As another example, a very high temperature nuclear reactor lower plenum study provided an extensive benchmark (~2Tb of data) for computational fluid dynamics code validation. A section of the lower plenum, which included four inlet jets from the simulated reactor above, was modeled of machined quartz, as shown in Figure 6. Two cameras slightly off angle from one another captured 3‑D PIV data of various flow measurements at two Rejet numbers (Re= 4,300 and Re = 12,400), as shown in Figure 6. The measured quantities included: streamwise‑normal velocity, spanwise velocity, streamwise velocity (as shown in Figure 7), average turbulence intensity, and average turbulence kinetic energy. An example is shown in Figure 7; the quartz‑to‑mineral oil refraction index matching allowed for entire vector maps to be studied and recorded.
Figure 6. Quartz model of a very high temperature nuclear reactor lower plenum with inlet jets at the upper right.
Figure 7. Mean streamwise velocity of a very high temperature nuclear reactor lower plenum at a horizontal slice at x = 160 mm from the top surface of the lower plenum (as shown on lower right).
Recent research conducted measurements of bypass transition with and without streamwise pressure gradients in the MIR test section. The research examined three cases: (1) negligible pressure gradient with low freestream turbulence, (2) negligible pressure gradient with high freestream turbulence, and (3) adverse pressure gradient with high freestream turbulence (Figure 8). The end goal was to deduce entropy generation rates from PTV and PIV measurements. Employing a small field of view (FoV) with a telescoping camera provided instantaneous velocities by PTV computations in the near‑wall region where entropy generation is concentrated. Further, this research developed data analysis procedures to deduce distributions of entropy generation rates from the instantaneous PTV results.

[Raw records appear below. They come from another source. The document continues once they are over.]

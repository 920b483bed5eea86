//! Energy dispatch simulation: battery model, engine, and result types.

/// Stateful BESS model with efficiency losses and DoD floor.
pub mod battery;
pub mod engine;
pub mod types;

pub use battery::BatteryState;
pub use engine::{DispatchEngine, simulate};
pub use types::{DispatchStrategy, SimulationResult, StepSnapshot, SystemDesign};
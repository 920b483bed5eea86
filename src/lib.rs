//! Commercial solar PV + battery sizing simulator and financial appraiser.
//!
//! Given a measured load time series and a candidate solar + BESS design,
//! this crate simulates hour-by-hour energy dispatch under a three-band
//! time-of-use tariff, projects a multi-year cash flow (NPV, IRR, payback,
//! LCOE), and searches the design space for the configuration with the
//! shortest payback period.

/// Conservative zero-export sizing heuristic.
pub mod advisor;
pub mod config;
/// Multi-year cash-flow projection and appraisal metrics.
pub mod finance;
/// Hardware catalogs and the inverter bank selector.
pub mod hardware;
pub mod io;
pub mod optimizer;
pub mod series;
/// Energy dispatch simulation engine and result types.
pub mod sim;
pub mod tou;
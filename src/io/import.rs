//! CSV import of the metered load and solar-yield series.

use std::fmt;
use std::fs::File;
use std::io::{self, Read};
use std::path::Path;

use chrono::NaiveDateTime;
use serde::Deserialize;

use crate::series::TimeSeriesPoint;

/// Timestamp layouts accepted in the input CSV, tried in order.
const TIMESTAMP_FORMATS: &[&str] = &["%Y-%m-%d %H:%M:%S", "%Y-%m-%d %H:%M", "%Y-%m-%dT%H:%M:%S"];

/// Import error with file context and row number where applicable.
#[derive(Debug)]
pub struct IoError {
    /// What was being read.
    pub context: String,
    /// Underlying failure description.
    pub message: String,
}

impl fmt::Display for IoError {
    fn fmt(&self, f: &mut fmt::Formatter<'_>) -> fmt::Result {
        write!(f, "io error: {} — {}", self.context, self.message)
    }
}

impl std::error::Error for IoError {}

/// One raw CSV row. Every column is optional so sparse exports from
/// metering portals still load.
#[derive(Debug, Deserialize)]
struct RawRow {
    timestamp: Option<String>,
    load_kw: Option<f64>,
    solar_unit: Option<f64>,
    time_step_hours: Option<f64>,
}

/// Reads a time series from a CSV file.
///
/// Expects a header row with `timestamp`, `load_kw`, `solar_unit`, and
/// optionally `time_step_hours` columns.
///
/// # Errors
///
/// Returns an [`IoError`] if the file cannot be opened or a row fails to
/// parse as the expected schema.
pub fn read_series_file(path: &Path) -> Result<Vec<TimeSeriesPoint>, IoError> {
    let file = File::open(path).map_err(|e| IoError {
        context: format!("open \"{}\"", path.display()),
        message: e.to_string(),
    })?;
    read_series_csv(io::BufReader::new(file))
}

/// Reads a time series from any CSV reader.
///
/// Missing numeric cells default to 0 kW load, 0 solar yield, and 1-hour
/// steps. A timestamp that matches none of the accepted layouts is kept
/// as absent rather than failing the row; downstream tariff
/// classification treats such rows as normal-band.
///
/// # Errors
///
/// Returns an [`IoError`] on malformed CSV structure or non-numeric
/// values in numeric columns, with the offending row number.
pub fn read_series_csv(reader: impl Read) -> Result<Vec<TimeSeriesPoint>, IoError> {
    let mut rdr = csv::ReaderBuilder::new()
        .trim(csv::Trim::All)
        .flexible(true)
        .from_reader(reader);

    let mut series = Vec::new();
    for (index, record) in rdr.deserialize::<RawRow>().enumerate() {
        let row = record.map_err(|e| IoError {
            context: format!("csv row {}", index + 2),
            message: e.to_string(),
        })?;
        series.push(TimeSeriesPoint::with_step(
            row.timestamp.as_deref().and_then(parse_timestamp),
            row.load_kw.unwrap_or(0.0),
            row.solar_unit.unwrap_or(0.0),
            row.time_step_hours.unwrap_or(1.0),
        ));
    }
    Ok(series)
}

fn parse_timestamp(value: &str) -> Option<NaiveDateTime> {
    TIMESTAMP_FORMATS
        .iter()
        .find_map(|fmt| NaiveDateTime::parse_from_str(value, fmt).ok())
}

[14,15] The boundary layer away from the wall used a larger FoV and reduced data with PIV software. Figure 9 demonstrates the high quality data obtained and its excellent spatial resolution in a resulting turbulent boundary layer downstream in the case with an adverse pressure gradient.
Figure 8. Schematic diagram of an experimental model within the MIR tunnel for adverse pressure gradients (flow is from right to left). 13
Figure 9. Streamwise mean velocity measurements by PTV and PIV in a developed turbulent boundary layer; circles = PTV from small FoV, squares = PIV from large FoV.
National and International Collaborations
Most studies in the MIR flow system have been done with international and/or national partners, and supported by a variety of sponsors. Examples include:
Availability of the MIR flow system has formed the basis for projects with international partners including Universität Erlangen, Universität Stuttgart, Universität der Bundeswehr München, Imperial College, Oxford University, University of Manchester, University of Montenegro, Kungliga Tekniska högskolan Stockholm, Kyoto University, University of Toyama, Seoul National University, and the Korea Advanced Institute of Science and Technology. These international projects have been summarized by McIlroy, Becker, and McEligot. Most U.S. partners have been faculty and graduate students from universities including the University of Idaho, Boise State University, Utah State University, the University of Wyoming, Iowa State University, Johns Hopkins University, the University of Maryland, Ohio State University, and Pennsylvania State University. Some of these investigations are summarized by McIlroy and McEligot. General Atomics, Bechtel, and Clarksean Associates have been industrial participants.
The MIR Facility enables optical measurements for determining flow characteristics in complex passages/geometries (such as turbomachinery passages, nuclear reactor tube bundles, nuclear reactor coolant channels, and boundary layers) in and around objects without distortion of optical paths. The MIR Facility is used as an informal user facility for basic and applied research by government, industry, and academia where accurate and reliable uncertainty quantification is essential for producing high‑quality data for computer code validation, truly an international asset.
The views and opinions of authors expressed herein do not necessarily state or reflect those of the U.S. Government or any agency thereof. Neither the U.S. Government nor any agency thereof, nor any of their employees, makes any warranty, express or implied, or assumes any legal liability or responsibility for the accuracy, completeness, or usefulness of any information, apparatus, product, or process disclosed, or represents that its use would not infringe privately owned rights.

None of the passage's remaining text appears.